_EXERCISE_
Every line in the records below with the string "PartialEq" needs to be copied out.
(RECORD EXCERPTS)
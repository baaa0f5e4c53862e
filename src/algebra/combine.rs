//! Newtype wrappers selecting a combining operation for [`Set`].
//!
//! A set can be combined with another set in more than one lawful way, so
//! each operation gets its own wrapper, the same way numeric types get
//! `Sum` and `Product` wrappers:
//!
//! - [`Union`]: monoid, identity is the empty set
//! - [`SymmetricDifference`]: monoid, identity is the empty set
//! - [`Intersection`]: semigroup only; its identity would be the universe
//!
//! A bare [`Set`] combines by union.

use std::fmt;
use std::hash::Hash;

use crate::set::Set;
use crate::typeclass::{Monoid, Semigroup};

macro_rules! set_wrapper {
    ($(#[$meta:meta])* $name:ident) => {
        $(#[$meta])*
        #[derive(Clone)]
        pub struct $name<T>(pub Set<T>);

        impl<T> $name<T> {
            /// Wraps the given set.
            #[inline]
            pub const fn new(set: Set<T>) -> Self {
                Self(set)
            }

            /// Consumes the wrapper and returns the inner set.
            #[inline]
            pub fn into_inner(self) -> Set<T> {
                self.0
            }

            /// Returns a reference to the inner set.
            #[inline]
            pub const fn as_inner(&self) -> &Set<T> {
                &self.0
            }
        }

        impl<T: Hash + Eq> $name<T> {
            /// Deduplicates a collection into a wrapped set.
            pub fn from_collection<C>(collection: C) -> Self
            where
                C: IntoIterator<Item = T>,
            {
                Self(collection.into_iter().collect())
            }
        }

        impl<T> From<Set<T>> for $name<T> {
            fn from(set: Set<T>) -> Self {
                Self(set)
            }
        }

        impl<T: Hash + Eq> PartialEq for $name<T> {
            fn eq(&self, other: &Self) -> bool {
                self.0 == other.0
            }
        }

        impl<T: Hash + Eq> Eq for $name<T> {}

        impl<T: fmt::Debug> fmt::Debug for $name<T> {
            fn fmt(&self, formatter: &mut fmt::Formatter<'_>) -> fmt::Result {
                formatter.debug_tuple(stringify!($name)).field(&self.0).finish()
            }
        }
    };
}

set_wrapper! {
    /// Combines sets by union.
    ///
    /// # Examples
    ///
    /// ```rust
    /// use setalgebra::Set;
    /// use setalgebra::algebra::Union;
    /// use setalgebra::typeclass::Semigroup;
    ///
    /// let left = Union(Set::from([1, 2, 3]));
    /// let right = Union(Set::from([3, 4, 5]));
    /// assert_eq!(left.combine(right).into_inner(), Set::from([1, 2, 3, 4, 5]));
    /// ```
    Union
}

set_wrapper! {
    /// Combines sets by intersection.
    ///
    /// There is no `Monoid` instance: the identity of intersection is the
    /// set of every possible element, which cannot be represented.
    Intersection
}

set_wrapper! {
    /// Combines sets by symmetric difference (set XOR).
    ///
    /// Folding any number of sets keeps exactly the elements that occur in
    /// an odd number of them.
    ///
    /// # Examples
    ///
    /// ```rust
    /// use setalgebra::Set;
    /// use setalgebra::algebra::SymmetricDifference;
    /// use setalgebra::typeclass::Semigroup;
    ///
    /// let left = SymmetricDifference(Set::from([1, 2, 3]));
    /// let right = SymmetricDifference(Set::from([3, 4, 5]));
    /// assert_eq!(left.combine(right).into_inner(), Set::from([1, 2, 4, 5]));
    /// ```
    SymmetricDifference
}

/// Orders two sets as `(larger, smaller)`.
fn by_size<T>(left: Set<T>, right: Set<T>) -> (Set<T>, Set<T>) {
    if left.len() >= right.len() {
        (left, right)
    } else {
        (right, left)
    }
}

impl<T: Hash + Eq> Semigroup for Union<T> {
    fn combine(self, other: Self) -> Self {
        let (mut larger, smaller) = by_size(self.0, other.0);
        larger.extend(smaller);
        Self(larger)
    }
}

impl<T: Hash + Eq> Monoid for Union<T> {
    fn empty() -> Self {
        Self(Set::new())
    }
}

impl<T: Hash + Eq> Semigroup for Intersection<T> {
    fn combine(self, other: Self) -> Self {
        let (larger, mut smaller) = by_size(self.0, other.0);
        smaller.retain(|element| larger.contains(element));
        Self(smaller)
    }
}

impl<T: Hash + Eq> Semigroup for SymmetricDifference<T> {
    fn combine(self, other: Self) -> Self {
        let (mut larger, smaller) = by_size(self.0, other.0);
        for element in smaller {
            if !larger.discard(&element) {
                larger.insert(element);
            }
        }
        Self(larger)
    }
}

impl<T: Hash + Eq> Monoid for SymmetricDifference<T> {
    fn empty() -> Self {
        Self(Set::new())
    }
}

// =============================================================================
// Set Implementation
// =============================================================================

/// A bare set combines by union.
impl<T: Hash + Eq> Semigroup for Set<T> {
    fn combine(self, other: Self) -> Self {
        Union(self).combine(Union(other)).into_inner()
    }
}

impl<T: Hash + Eq> Monoid for Set<T> {
    fn empty() -> Self {
        Self::new()
    }
}
//! Unit tests for the collection-level set operations.

use rstest::rstest;
use setalgebra::Set;
use setalgebra::algebra::{
    contains, difference, has_duplicates, intersection, intersection_all, is_disjoint, is_subset,
    is_superset, symmetric_difference, symmetric_difference_all, union, union_all,
    unique_across_collections,
};

#[rstest]
fn test_basic_operations_on_overlapping_sets() {
    let a = [1, 2, 3];
    let b = [3, 4, 5];

    assert_eq!(union(a, b), Set::from([1, 2, 3, 4, 5]));
    assert_eq!(intersection(a, b), Set::from([3]));
    assert_eq!(difference(a, b), Set::from([1, 2]));
    assert_eq!(symmetric_difference(a, b), Set::from([1, 2, 4, 5]));
    assert!(!is_disjoint(a, b));
}

#[rstest]
fn test_difference_is_not_commutative() {
    assert_ne!(difference([1, 2, 3], [3, 4]), difference([3, 4], [1, 2, 3]));
}

#[rstest]
fn test_operations_ignore_input_duplicates() {
    assert_eq!(union([1, 1, 1], [1, 2, 2]), Set::from([1, 2]));
    assert_eq!(intersection([2, 2, 3], [2, 2]), Set::from([2]));
}

#[rstest]
fn test_intersection_with_empty_collection_is_empty() {
    assert!(intersection([1, 2, 3], Vec::<i32>::new()).is_empty());
    assert!(intersection(Vec::<i32>::new(), [1, 2, 3]).is_empty());
}

#[rstest]
#[case(vec![vec![1, 2], vec![3]], Set::from([1, 2, 3]))]
#[case(vec![vec![1], vec![1], vec![1]], Set::from([1]))]
#[case(vec![vec![4, 4]], Set::from([4]))]
fn test_union_all(#[case] lists: Vec<Vec<i32>>, #[case] expected: Set<i32>) {
    assert_eq!(union_all(lists), expected);
}

#[rstest]
#[case(vec![vec![1, 2, 3], vec![2, 3, 4], vec![3, 4, 5]], Set::from([3]))]
#[case(vec![vec![1, 2], vec![3, 4]], Set::new())]
#[case(vec![vec![1, 2], vec![1, 2], vec![]], Set::new())]
fn test_intersection_all(#[case] lists: Vec<Vec<i32>>, #[case] expected: Set<i32>) {
    assert_eq!(intersection_all(lists), expected);
}

#[rstest]
fn test_symmetric_difference_all_is_set_parity_not_multiset_parity() {
    // 1 appears three times in the first list but in only one list.
    let lists = vec![vec![1, 1, 1, 2], vec![2, 3]];
    assert_eq!(symmetric_difference_all(lists), Set::from([1, 3]));
}

#[rstest]
fn test_symmetric_difference_all_two_inputs_matches_binary_form() {
    let a = vec![1, 2, 3, 4];
    let b = vec![3, 4, 5, 6];
    assert_eq!(
        symmetric_difference_all(vec![a.clone(), b.clone()]),
        symmetric_difference(a, b)
    );
}

#[rstest]
#[case(vec![1, 2], vec![3, 4], true)]
#[case(vec![1, 2, 3], vec![3, 4, 5], false)]
#[case(vec![], vec![], true)]
fn test_is_disjoint(#[case] a: Vec<i32>, #[case] b: Vec<i32>, #[case] expected: bool) {
    assert_eq!(is_disjoint(a, b), expected);
}

#[rstest]
fn test_subset_and_superset() {
    assert!(is_subset([1, 2], [1, 2, 3]));
    assert!(!is_subset([1, 2, 9], [1, 2, 3]));
    assert!(is_superset([1, 2, 3], [1, 2]));
    assert!(!is_superset([1, 2], [1, 2, 3]));
    assert!(is_subset(Vec::<i32>::new(), [1]));
}

#[rstest]
fn test_contains_on_set() {
    let set: Set<String> = ["red", "green"].into_iter().map(String::from).collect();
    assert!(contains(&set, "red"));
    assert!(!contains(&set, "blue"));
}

#[rstest]
#[case(vec![1, 2, 3, 3], true)]
#[case(vec![1, 2, 3], false)]
#[case(vec![], false)]
fn test_has_duplicates(#[case] collection: Vec<i32>, #[case] expected: bool) {
    assert_eq!(has_duplicates(collection), expected);
}

#[rstest]
fn test_unique_across_collections_with_nothing_common_to_all() {
    let lists = vec![vec![1, 2, 3], vec![2, 3, 4], vec![3, 4, 5], vec![6, 7, 8]];
    assert_eq!(
        unique_across_collections(lists),
        Set::from([1, 2, 3, 4, 5, 6, 7, 8])
    );
}

#[rstest]
fn test_unique_across_collections_excludes_common_elements() {
    let lists = vec![vec![1, 2, 3], vec![2, 3, 4], vec![3, 4, 5]];
    assert_eq!(unique_across_collections(lists), Set::from([1, 2, 4, 5]));
}

#[rstest]
fn test_unique_across_collections_of_nothing_is_empty() {
    assert!(unique_across_collections(Vec::<Vec<i32>>::new()).is_empty());
}

#[rstest]
fn test_inputs_are_not_consumed_when_borrowed() {
    let a = vec![1, 2, 3];
    let b = vec![2, 3, 4];
    let result = intersection(&a, &b);
    assert_eq!(result, Set::from([&2, &3]));
    assert_eq!(a, vec![1, 2, 3]);
}

#[rstest]
fn test_intersection_all_ignores_repeats_within_a_collection() {
    let lists = vec![vec![2, 2, 3, 3], vec![3, 3, 2], vec![3, 2, 2, 9]];
    assert_eq!(intersection_all(lists), Set::from([2, 3]));
}
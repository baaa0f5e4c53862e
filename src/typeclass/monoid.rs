//! Monoid type class - semigroups with an identity element.
//!
//! A monoid is a semigroup with an identity element. In other words, a type `T`
//! is a monoid if it has:
//!
//! 1. An associative binary operation `combine: (T, T) -> T` (from Semigroup)
//! 2. An identity element `empty: T` such that for all `a`:
//!    - `empty.combine(a) == a` (left identity)
//!    - `a.combine(empty) == a` (right identity)
//!
//! # Examples
//!
//! ```rust
//! use setalgebra::Set;
//! use setalgebra::algebra::Union;
//! use setalgebra::typeclass::{Monoid, Semigroup};
//!
//! let value = Union(Set::from([1, 2]));
//! assert_eq!(Union::empty().combine(value.clone()), value);
//! assert_eq!(value.clone().combine(Union::empty()), value);
//! ```

use super::semigroup::Semigroup;

/// A type class for semigroups with an identity element.
///
/// # Laws
///
/// All implementations must satisfy (in addition to Semigroup laws):
///
/// ## Left Identity
///
/// For all `a`:
/// ```text
/// Self::empty().combine(a) == a
/// ```
///
/// ## Right Identity
///
/// For all `a`:
/// ```text
/// a.combine(Self::empty()) == a
/// ```
pub trait Monoid: Semigroup {
    /// Returns the identity element for this monoid.
    fn empty() -> Self;

    /// Combines all elements in an iterator, starting from the identity element.
    ///
    /// Unlike [`Semigroup::reduce_all`], this method always returns a value
    /// (the identity element for empty iterators).
    ///
    /// # Examples
    ///
    /// ```rust
    /// use setalgebra::Set;
    /// use setalgebra::algebra::SymmetricDifference;
    /// use setalgebra::typeclass::Monoid;
    ///
    /// let sets = vec![
    ///     SymmetricDifference(Set::from([1, 2])),
    ///     SymmetricDifference(Set::from([2, 3])),
    ///     SymmetricDifference(Set::from([3, 4])),
    /// ];
    /// assert_eq!(
    ///     SymmetricDifference::combine_all(sets).into_inner(),
    ///     Set::from([1, 4])
    /// );
    /// ```
    fn combine_all<I>(iterator: I) -> Self
    where
        I: IntoIterator<Item = Self>,
        Self: Sized,
    {
        iterator
            .into_iter()
            .fold(Self::empty(), |accumulator, element| {
                accumulator.combine(element)
            })
    }
}
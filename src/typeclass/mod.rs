//! Algebraic structure traits.
//!
//! - [`Semigroup`]: Types with an associative binary operation (`combine`)
//! - [`Monoid`]: Semigroups with an identity element (`empty`)
//!
//! Sets admit more than one lawful combining operation, so the set
//! instances live on the newtype wrappers in [`crate::algebra`]
//! ([`Union`](crate::algebra::Union),
//! [`Intersection`](crate::algebra::Intersection),
//! [`SymmetricDifference`](crate::algebra::SymmetricDifference)).
//! A bare [`Set`](crate::Set) combines by union.

mod monoid;
mod semigroup;

pub use monoid::Monoid;
pub use semigroup::Semigroup;
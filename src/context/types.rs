//! Core message type shared by the Context Window Manager and the
//! Response Planner's prompt assembly.

use chrono::{DateTime, Utc};
use serde::{Deserialize, Serialize};
use serde_json::Value;
use std::collections::HashMap;

/// The role of a message participant.
#[derive(Debug, Clone, Copy, PartialEq, Eq, Hash, Serialize, Deserialize)]
#[serde(rename_all = "lowercase")]
pub enum Role {
    System,
    User,
    Assistant,
    Tool,
}

impl std::fmt::Display for Role {
    fn fmt(&self, f: &mut std::fmt::Formatter<'_>) -> std::fmt::Result {
        match self {
            Role::System => write!(f, "system"),
            Role::User => write!(f, "user"),
            Role::Assistant => write!(f, "assistant"),
            Role::Tool => write!(f, "tool"),
        }
    }
}

/// A message in a prompt or conversation history.
#[derive(Debug, Clone, PartialEq, Serialize, Deserialize)]
pub struct Message {
    pub role: Role,
    pub content: String,
    #[serde(skip_serializing_if = "Option::is_none")]
    pub timestamp: Option<DateTime<Utc>>,
    #[serde(skip_serializing_if = "Option::is_none")]
    pub metadata: Option<HashMap<String, Value>>,
}

impl Message {
    pub fn new(role: Role, content: impl Into<String>) -> Self {
        Self {
            role,
            content: content.into(),
            timestamp: Some(Utc::now()),
            metadata: None,
        }
    }

    pub fn system(content: impl Into<String>) -> Self {
        Self::new(Role::System, content)
    }

    pub fn user(content: impl Into<String>) -> Self {
        Self::new(Role::User, content)
    }

    pub fn assistant(content: impl Into<String>) -> Self {
        Self::new(Role::Assistant, content)
    }

    pub fn tool(content: impl Into<String>) -> Self {
        Self::new(Role::Tool, content)
    }

    pub fn with_metadata(mut self, key: impl Into<String>, value: impl Into<Value>) -> Self {
        self.metadata
            .get_or_insert_with(HashMap::new)
            .insert(key.into(), value.into());
        self
    }

    pub fn get_metadata(&self, key: &str) -> Option<&Value> {
        self.metadata.as_ref()?.get(key)
    }
}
(End RECORD EXCERPTS)
_RESPONSE_
        impl<T: Hash + Eq> PartialEq for $name<T> {
#[derive(Debug, Clone, Copy, PartialEq, Eq, Hash, Serialize, Deserialize)]
#[derive(Debug, Clone, PartialEq, Serialize, Deserialize)]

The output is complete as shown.